▶ [INFORMATION SUPPLIED]
+++++
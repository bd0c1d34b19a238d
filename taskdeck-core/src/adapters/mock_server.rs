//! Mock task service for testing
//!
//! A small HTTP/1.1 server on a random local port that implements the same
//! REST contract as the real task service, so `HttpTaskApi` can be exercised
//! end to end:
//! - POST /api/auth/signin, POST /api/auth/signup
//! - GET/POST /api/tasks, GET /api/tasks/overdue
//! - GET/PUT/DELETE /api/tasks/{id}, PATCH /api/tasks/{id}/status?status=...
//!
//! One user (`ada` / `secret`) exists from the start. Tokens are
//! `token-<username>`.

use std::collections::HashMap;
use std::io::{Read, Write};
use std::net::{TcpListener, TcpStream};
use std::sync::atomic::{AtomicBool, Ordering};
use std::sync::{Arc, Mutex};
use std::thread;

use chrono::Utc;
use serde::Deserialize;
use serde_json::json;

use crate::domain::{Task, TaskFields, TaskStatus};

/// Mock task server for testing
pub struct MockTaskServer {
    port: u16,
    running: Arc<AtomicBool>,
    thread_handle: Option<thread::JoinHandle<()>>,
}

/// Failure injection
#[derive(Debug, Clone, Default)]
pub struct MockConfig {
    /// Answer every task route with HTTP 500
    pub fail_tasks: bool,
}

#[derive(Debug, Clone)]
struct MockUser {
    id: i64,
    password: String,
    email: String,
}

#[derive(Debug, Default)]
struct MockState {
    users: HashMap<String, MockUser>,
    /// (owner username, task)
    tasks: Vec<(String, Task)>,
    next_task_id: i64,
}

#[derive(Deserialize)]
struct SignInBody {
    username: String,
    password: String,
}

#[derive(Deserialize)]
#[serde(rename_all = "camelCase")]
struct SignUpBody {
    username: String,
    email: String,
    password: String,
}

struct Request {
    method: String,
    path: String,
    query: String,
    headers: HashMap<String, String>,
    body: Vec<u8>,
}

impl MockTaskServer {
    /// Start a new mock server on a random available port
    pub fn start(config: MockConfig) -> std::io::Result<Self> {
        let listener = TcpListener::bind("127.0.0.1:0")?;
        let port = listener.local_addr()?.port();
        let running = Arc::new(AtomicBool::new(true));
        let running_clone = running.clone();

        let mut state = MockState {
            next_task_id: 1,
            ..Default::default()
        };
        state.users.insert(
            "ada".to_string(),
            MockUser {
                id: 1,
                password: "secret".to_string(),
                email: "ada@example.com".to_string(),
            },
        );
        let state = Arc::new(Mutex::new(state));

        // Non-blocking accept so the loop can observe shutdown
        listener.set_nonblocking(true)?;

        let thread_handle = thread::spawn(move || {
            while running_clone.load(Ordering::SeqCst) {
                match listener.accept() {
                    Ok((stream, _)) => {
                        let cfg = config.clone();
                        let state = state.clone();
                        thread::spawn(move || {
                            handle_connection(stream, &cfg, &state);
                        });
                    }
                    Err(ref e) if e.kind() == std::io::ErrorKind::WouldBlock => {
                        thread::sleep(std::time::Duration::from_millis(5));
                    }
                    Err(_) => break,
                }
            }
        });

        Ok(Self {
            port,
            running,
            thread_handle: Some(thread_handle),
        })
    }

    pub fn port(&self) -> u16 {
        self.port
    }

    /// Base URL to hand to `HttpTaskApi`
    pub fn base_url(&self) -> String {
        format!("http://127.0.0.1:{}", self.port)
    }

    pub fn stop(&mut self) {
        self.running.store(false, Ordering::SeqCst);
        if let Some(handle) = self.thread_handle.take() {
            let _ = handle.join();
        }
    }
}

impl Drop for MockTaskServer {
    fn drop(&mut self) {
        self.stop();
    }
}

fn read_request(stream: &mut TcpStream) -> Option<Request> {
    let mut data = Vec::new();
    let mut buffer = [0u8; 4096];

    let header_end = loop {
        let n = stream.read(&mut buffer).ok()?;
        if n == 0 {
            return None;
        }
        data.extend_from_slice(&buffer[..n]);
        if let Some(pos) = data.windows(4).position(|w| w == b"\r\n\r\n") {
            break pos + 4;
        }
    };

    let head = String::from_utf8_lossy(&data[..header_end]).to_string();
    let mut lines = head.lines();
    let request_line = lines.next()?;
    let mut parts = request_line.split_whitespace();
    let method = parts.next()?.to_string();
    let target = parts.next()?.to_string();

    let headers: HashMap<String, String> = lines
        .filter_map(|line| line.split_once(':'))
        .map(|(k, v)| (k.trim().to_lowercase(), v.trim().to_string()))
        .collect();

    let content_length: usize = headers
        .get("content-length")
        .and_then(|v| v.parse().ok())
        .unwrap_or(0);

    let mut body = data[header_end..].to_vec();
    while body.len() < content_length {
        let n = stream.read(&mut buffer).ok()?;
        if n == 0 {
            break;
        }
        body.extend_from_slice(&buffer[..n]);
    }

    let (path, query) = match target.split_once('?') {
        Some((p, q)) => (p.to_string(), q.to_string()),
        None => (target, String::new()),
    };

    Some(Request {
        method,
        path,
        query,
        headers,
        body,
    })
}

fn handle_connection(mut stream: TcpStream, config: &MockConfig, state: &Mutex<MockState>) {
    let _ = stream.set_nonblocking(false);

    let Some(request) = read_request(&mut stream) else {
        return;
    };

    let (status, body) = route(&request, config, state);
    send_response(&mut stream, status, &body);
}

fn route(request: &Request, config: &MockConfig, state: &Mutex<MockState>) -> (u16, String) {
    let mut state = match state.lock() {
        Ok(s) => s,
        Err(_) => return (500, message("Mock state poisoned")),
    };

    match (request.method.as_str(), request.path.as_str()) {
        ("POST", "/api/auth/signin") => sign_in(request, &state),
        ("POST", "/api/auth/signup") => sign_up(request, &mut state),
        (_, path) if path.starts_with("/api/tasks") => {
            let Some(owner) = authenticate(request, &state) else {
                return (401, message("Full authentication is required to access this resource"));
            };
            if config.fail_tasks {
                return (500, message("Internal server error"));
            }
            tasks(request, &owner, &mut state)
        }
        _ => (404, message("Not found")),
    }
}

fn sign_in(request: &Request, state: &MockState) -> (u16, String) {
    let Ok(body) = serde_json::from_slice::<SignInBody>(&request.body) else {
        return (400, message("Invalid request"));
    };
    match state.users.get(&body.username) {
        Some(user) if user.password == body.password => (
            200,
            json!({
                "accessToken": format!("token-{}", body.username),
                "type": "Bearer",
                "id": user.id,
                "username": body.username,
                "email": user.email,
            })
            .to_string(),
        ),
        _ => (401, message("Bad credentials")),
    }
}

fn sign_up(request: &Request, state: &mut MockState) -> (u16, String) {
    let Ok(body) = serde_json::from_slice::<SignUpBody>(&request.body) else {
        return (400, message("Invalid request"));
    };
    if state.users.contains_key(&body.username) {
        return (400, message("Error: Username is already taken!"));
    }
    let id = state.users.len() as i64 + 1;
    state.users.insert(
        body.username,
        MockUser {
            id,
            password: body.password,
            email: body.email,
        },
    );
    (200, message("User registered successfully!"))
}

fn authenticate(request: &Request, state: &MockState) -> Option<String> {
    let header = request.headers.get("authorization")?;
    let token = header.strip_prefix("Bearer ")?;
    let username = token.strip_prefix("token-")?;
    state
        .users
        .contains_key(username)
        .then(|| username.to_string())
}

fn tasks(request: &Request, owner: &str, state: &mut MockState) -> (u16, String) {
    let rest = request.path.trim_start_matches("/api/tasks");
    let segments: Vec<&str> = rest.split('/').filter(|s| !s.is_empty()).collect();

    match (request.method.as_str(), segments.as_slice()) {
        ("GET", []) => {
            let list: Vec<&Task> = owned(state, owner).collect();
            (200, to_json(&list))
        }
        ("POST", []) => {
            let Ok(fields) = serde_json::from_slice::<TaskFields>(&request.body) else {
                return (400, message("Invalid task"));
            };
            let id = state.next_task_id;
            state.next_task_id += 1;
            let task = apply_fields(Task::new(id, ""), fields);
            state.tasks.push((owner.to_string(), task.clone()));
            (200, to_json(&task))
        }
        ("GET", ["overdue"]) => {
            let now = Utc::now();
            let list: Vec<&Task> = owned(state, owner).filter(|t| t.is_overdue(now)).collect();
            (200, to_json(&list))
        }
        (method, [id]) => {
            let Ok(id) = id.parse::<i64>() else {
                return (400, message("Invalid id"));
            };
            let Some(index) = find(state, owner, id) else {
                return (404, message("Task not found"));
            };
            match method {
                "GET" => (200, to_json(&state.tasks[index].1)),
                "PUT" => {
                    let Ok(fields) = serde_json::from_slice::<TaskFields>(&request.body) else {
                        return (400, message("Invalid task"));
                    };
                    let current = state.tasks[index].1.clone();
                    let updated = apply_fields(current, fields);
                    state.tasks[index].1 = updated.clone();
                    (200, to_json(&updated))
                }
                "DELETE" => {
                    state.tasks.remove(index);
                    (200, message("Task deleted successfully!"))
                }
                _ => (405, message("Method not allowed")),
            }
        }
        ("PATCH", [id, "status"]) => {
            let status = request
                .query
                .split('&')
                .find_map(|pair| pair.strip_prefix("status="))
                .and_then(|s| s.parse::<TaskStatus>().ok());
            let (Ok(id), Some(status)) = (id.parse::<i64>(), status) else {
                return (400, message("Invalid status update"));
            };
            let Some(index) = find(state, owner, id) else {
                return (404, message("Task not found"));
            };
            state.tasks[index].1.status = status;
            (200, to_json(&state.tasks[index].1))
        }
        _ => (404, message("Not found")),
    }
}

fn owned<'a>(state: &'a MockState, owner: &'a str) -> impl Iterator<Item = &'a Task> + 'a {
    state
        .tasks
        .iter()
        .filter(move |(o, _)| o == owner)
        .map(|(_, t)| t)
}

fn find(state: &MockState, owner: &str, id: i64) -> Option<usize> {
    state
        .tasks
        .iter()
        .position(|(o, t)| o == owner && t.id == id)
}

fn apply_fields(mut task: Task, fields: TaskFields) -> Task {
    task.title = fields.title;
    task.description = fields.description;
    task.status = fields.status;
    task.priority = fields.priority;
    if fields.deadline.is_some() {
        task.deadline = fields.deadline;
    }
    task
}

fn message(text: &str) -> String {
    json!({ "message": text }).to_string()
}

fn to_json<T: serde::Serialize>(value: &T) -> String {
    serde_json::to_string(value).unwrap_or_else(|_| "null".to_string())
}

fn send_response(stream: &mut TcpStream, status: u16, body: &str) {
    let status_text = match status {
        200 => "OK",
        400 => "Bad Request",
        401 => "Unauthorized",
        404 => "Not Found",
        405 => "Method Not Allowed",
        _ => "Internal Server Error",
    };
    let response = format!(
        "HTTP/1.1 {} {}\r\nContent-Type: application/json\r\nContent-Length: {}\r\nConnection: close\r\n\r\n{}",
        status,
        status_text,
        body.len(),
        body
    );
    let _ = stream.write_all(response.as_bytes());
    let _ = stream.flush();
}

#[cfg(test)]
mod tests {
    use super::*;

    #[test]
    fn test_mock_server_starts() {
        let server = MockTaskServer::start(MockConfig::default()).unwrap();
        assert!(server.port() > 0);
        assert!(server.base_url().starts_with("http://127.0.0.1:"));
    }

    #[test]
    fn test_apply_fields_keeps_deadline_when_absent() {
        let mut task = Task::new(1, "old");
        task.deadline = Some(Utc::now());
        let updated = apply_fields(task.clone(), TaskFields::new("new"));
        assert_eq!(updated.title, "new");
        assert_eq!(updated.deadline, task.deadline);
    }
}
+++++
▶ [PROBLEM STATEMENT] Search the entries for the string "Debug" and copy each line where it occurs.

▶ [ANSWER TO THIS EXERCISE]
#[derive(Debug, Clone, Default)]
#[derive(Debug, Clone)]
#[derive(Debug, Default)]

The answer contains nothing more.